Due to this, and his already mischievous nature, you can already get him to do pretty much anything just by asking.
However he does have a responsible mood. If he's in that mood nothing will work.
you know what I mean. Like how he acts in the movie while their driving in the turtle tank?
like that, just without the internal and external issues clouding his judgment.
It's s not a bad mood, it's just not good for getting what you want.
Lucky for you he's not usually in that mood, and if he is it's usually not so bad that you can't bring I'm out of it.
That being said Leo, like the rest of his brothers, needs praise so badly that it's kinda sad.
Any praise will work but if you want him to do something absolutely idiotic to the point that even he thinks so? Your gonna need to make him feel ✨special✨
Your gonna need to pull out the my man, my champion, special man, and perfect baby.
Names like that, that make him feel like a million bucks.
If he's showing off to you, one compliment will butter that sucker up like you wouldn't believe.
He would literally do anything for you, it's not even funny, bro has no standards.
"Y/n! Hey! Hey! Y/n look! Look at this sick trick!" Leo called to you from atop their indoor skating ramp. You were on the floor below talking with April while Leo skated.
"Okay sweets I'm watching!" You call back to give him the go ahead.
With that Leo was off down the ramp. As he came up the other side and was propelled in the air he flipped the skateboard from beneath him and then landed perfectly on top as gravity pulled them back to the surface. When he came back up the other side Leo jumped off the board and looked down at you with a big grin on his face.

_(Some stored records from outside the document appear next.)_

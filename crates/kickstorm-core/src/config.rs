//! Configuration module
//!
//! Process configuration for the workspace pipeline, loaded from the
//! environment with `from_env()` and validated before startup. Limits and
//! secrets are passed explicitly; nothing here is global state.

use std::env;
use std::path::PathBuf;

// Default limits
const MAX_ARCHIVE_MB: u64 = 500;
const MAX_FILE_MB: u64 = 100;
const MAX_FILES: usize = 5000;
const FILE_TOKEN_MAX_AGE_SECS: u64 = 300;
const FILE_TOKEN_SALT: &str = "workspace-file-token";
const SESSION_STUCK_SYNC_SECS: u64 = 300;
const SYNC_FAST_PATH_TIMEOUT_SECS: u64 = 30;
const QUEUE_MAX_WORKERS: usize = 4;
const QUEUE_MAX_RETRIES: u32 = 3;
const QUEUE_RETRY_BASE_DELAY_SECS: u64 = 60;
const HISTORY_LIMIT: usize = 20;
const REMOTE_API_BASE: &str = "https://api.github.com";
const REMOTE_BRANCH: &str = "main";

/// Application configuration.
#[derive(Clone, Debug)]
pub struct Config {
    pub server_port: u16,
    pub cors_origins: Vec<String>,
    pub environment: String,

    /// Root directory holding per-project workspaces.
    pub workspace_root: PathBuf,

    // Upload limits
    pub max_archive_bytes: u64,
    pub max_extracted_bytes: u64,
    pub max_files: usize,
    pub max_file_bytes: u64,

    // Remote repository
    pub remote_enabled: bool,
    pub remote_token: Option<String>,
    pub remote_owner: Option<String>,
    pub remote_api_base: String,
    pub remote_branch: String,
    pub remote_default_private: bool,

    // Signed download tokens
    pub file_token_secret: String,
    pub file_token_max_age_seconds: u64,
    pub file_token_salt: String,

    // Session recovery and sync pacing
    pub session_stuck_sync_seconds: u64,
    pub sync_fast_path_timeout_seconds: u64,

    // Async sync queue
    pub queue_max_workers: usize,
    pub queue_max_retries: u32,
    pub queue_retry_base_delay_seconds: u64,

    pub history_limit: usize,

    /// Optional JSON file seeding the project directory.
    pub projects_file: Option<PathBuf>,
}

impl Config {
    /// Check if the application is running in production mode
    pub fn is_production(&self) -> bool {
        let env = self.environment.to_lowercase();
        env == "production" || env == "prod"
    }

    pub fn from_env() -> Result<Self, anyhow::Error> {
        dotenvy::dotenv().ok();

        let environment = env::var("ENVIRONMENT")
            .or_else(|_| env::var("APP_ENV"))
            .unwrap_or_else(|_| "development".to_string());

        let cors_origins_str = env::var("CORS_ORIGINS").unwrap_or_else(|_| "*".to_string());
        let is_production =
            environment.to_lowercase() == "production" || environment.to_lowercase() == "prod";
        if is_production && cors_origins_str.trim() == "*" {
            return Err(anyhow::anyhow!(
                "CORS_ORIGINS cannot be '*' in production. Please specify explicit origins."
            ));
        }
        let cors_origins: Vec<String> = cors_origins_str
            .split(',')
            .map(|s| s.trim().to_string())
            .collect();

        let workspace_root = env::var("WORKSPACE_ROOT")
            .map(PathBuf::from)
            .unwrap_or_else(|_| PathBuf::from("instance/project_uploads"));

        let max_archive_bytes = env::var("MAX_ARCHIVE_BYTES")
            .ok()
            .and_then(|s| s.parse().ok())
            .unwrap_or(MAX_ARCHIVE_MB * 1024 * 1024);

        // Extracted cap defaults to twice the archive cap.
        let max_extracted_bytes = env::var("MAX_EXTRACTED_BYTES")
            .ok()
            .and_then(|s| s.parse().ok())
            .unwrap_or(max_archive_bytes * 2);

        let config = Config {
            server_port: env::var("PORT")
                .unwrap_or_else(|_| "4000".to_string())
                .parse()
                .map_err(|_| anyhow::anyhow!("PORT must be a valid number"))?,
            cors_origins,
            environment,
            workspace_root,
            max_archive_bytes,
            max_extracted_bytes,
            max_files: env::var("MAX_FILES")
                .ok()
                .and_then(|s| s.parse().ok())
                .unwrap_or(MAX_FILES),
            max_file_bytes: env::var("MAX_FILE_BYTES")
                .ok()
                .and_then(|s| s.parse().ok())
                .unwrap_or(MAX_FILE_MB * 1024 * 1024),
            remote_enabled: env::var("REMOTE_ENABLED")
                .unwrap_or_else(|_| "false".to_string())
                .to_lowercase()
                .parse()
                .unwrap_or(false),
            remote_token: env::var("REMOTE_TOKEN").ok().filter(|s| !s.is_empty()),
            remote_owner: env::var("REMOTE_OWNER")
                .or_else(|_| env::var("REMOTE_ORG"))
                .ok()
                .filter(|s| !s.is_empty()),
            remote_api_base: env::var("REMOTE_API_BASE")
                .unwrap_or_else(|_| REMOTE_API_BASE.to_string()),
            remote_branch: env::var("REMOTE_BRANCH").unwrap_or_else(|_| REMOTE_BRANCH.to_string()),
            remote_default_private: env::var("REMOTE_DEFAULT_PRIVATE")
                .unwrap_or_else(|_| "true".to_string())
                .to_lowercase()
                .parse()
                .unwrap_or(true),
            file_token_secret: env::var("FILE_TOKEN_SECRET").map_err(|_| {
                anyhow::anyhow!("FILE_TOKEN_SECRET must be set for signed downloads")
            })?,
            file_token_max_age_seconds: env::var("FILE_TOKEN_MAX_AGE_SECONDS")
                .ok()
                .and_then(|s| s.parse().ok())
                .unwrap_or(FILE_TOKEN_MAX_AGE_SECS),
            file_token_salt: env::var("FILE_TOKEN_SALT")
                .unwrap_or_else(|_| FILE_TOKEN_SALT.to_string()),
            session_stuck_sync_seconds: env::var("SESSION_STUCK_SYNC_SECONDS")
                .ok()
                .and_then(|s| s.parse().ok())
                .unwrap_or(SESSION_STUCK_SYNC_SECS),
            sync_fast_path_timeout_seconds: env::var("SYNC_FAST_PATH_TIMEOUT_SECONDS")
                .ok()
                .and_then(|s| s.parse().ok())
                .unwrap_or(SYNC_FAST_PATH_TIMEOUT_SECS),
            queue_max_workers: env::var("QUEUE_MAX_WORKERS")
                .ok()
                .and_then(|s| s.parse().ok())
                .unwrap_or(QUEUE_MAX_WORKERS),
            queue_max_retries: env::var("QUEUE_MAX_RETRIES")
                .ok()
                .and_then(|s| s.parse().ok())
                .unwrap_or(QUEUE_MAX_RETRIES),
            queue_retry_base_delay_seconds: env::var("QUEUE_RETRY_BASE_DELAY_SECONDS")
                .ok()
                .and_then(|s| s.parse().ok())
                .unwrap_or(QUEUE_RETRY_BASE_DELAY_SECS),
            history_limit: env::var("HISTORY_LIMIT")
                .ok()
                .and_then(|s| s.parse().ok())
                .unwrap_or(HISTORY_LIMIT),
            projects_file: env::var("PROJECTS_FILE").ok().map(PathBuf::from),
        };

        config.validate()?;
        Ok(config)
    }

    pub fn validate(&self) -> Result<(), anyhow::Error> {
        if self.file_token_secret.len() < 32 {
            return Err(anyhow::anyhow!(
                "FILE_TOKEN_SECRET must be at least 32 characters long"
            ));
        }

        if self.remote_enabled {
            if self.remote_token.is_none() {
                return Err(anyhow::anyhow!(
                    "REMOTE_TOKEN must be set when REMOTE_ENABLED=true"
                ));
            }
            if self.remote_owner.is_none() {
                return Err(anyhow::anyhow!(
                    "REMOTE_OWNER must be set when REMOTE_ENABLED=true"
                ));
            }
        }

        if self.max_extracted_bytes < self.max_archive_bytes {
            return Err(anyhow::anyhow!(
                "MAX_EXTRACTED_BYTES must be at least MAX_ARCHIVE_BYTES"
            ));
        }

        if self.queue_max_workers == 0 {
            return Err(anyhow::anyhow!("QUEUE_MAX_WORKERS must be at least 1"));
        }

        Ok(())
    }
}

You and April clapped and he came down to meet you.
"What did you think??"
"I think that was awesome. Your my talented man for sure," you told him sweetly as you kissed him on the cheek. Leo blushed slightly at this before puffing his chest out and holding his skateboard all cool guy like at his hip. He used his other hand to point at himself with his thumb.
"Well not everyone can be as skilled as ah-THIS!" He boasted while punctuating his sentence with a dab.
"Okay, Mr. Talented," April teased, "If your done I'd like to tell you the reason I stopped by today."
"What?" Leo said with fake shock, "You visited for a different reason other than admiring my rad skills?"
"impossible I know," she snarked to play along with him.
"So what's up April?" You asked.
"I was working my new job as a part time graveyard day guard and I saw this totally creepy and totally abandoned house right outside my post!"
"April if you're about to tell us you saw a ghost," Leo told her.
"No! But I DID want to find out if there COULD be ghosts in there."
"Why are you telling us this?" You ask.
"Because, I'm not gonna trespass on abandoned property by myself. That's just asking to be kidnapped," she answered while folding her arms.
"I don't know April, I better stay here and keep practicing my skating skillzz, right y/n?" Leo said.
"Well I think it sounds cool April! I'd be so down to go with you!"
"Heck yeah! Girls trip!"
You two high fived and right as you hands made contact Leo popped up in-between the both of you and clasped yours and April's hands together with his own.
"Though I suppose it would be unbecoming of me to not do my chivalrous duty to you both and tag along as a safety precaution."
April looked unimpressed at Leo's forced attempt to be cool in front of you whilst also begging for your attention. As you and April let your hands down Leo's went with them and you took his empty palm in yours shooting him a soft smile.
"So what time did you have in mind?"
"Oh, I was thinking like right now if y'all aren't busy," April told you.
"Sounds good to me, come on Leon!" You said as you dragged Leo to the Lair exit.
-
Apon getting to the building it was abundantly clear that it was very abandoned and very illegal to trespass. A rusted chain link fence surrounded the building with warning signs plastered all around it. Though, it was to dark to clearly read them without a flashlight.
"Uhh, guys?" Leo started, "Are you sure we should go in there? There are way too many signs around this place for them all to be just 'no trespassing' signs,"
"Do I hear someone who is scaaaaared?" Teased April. This prompted an offended gasp from Leo who put a hand to his chest.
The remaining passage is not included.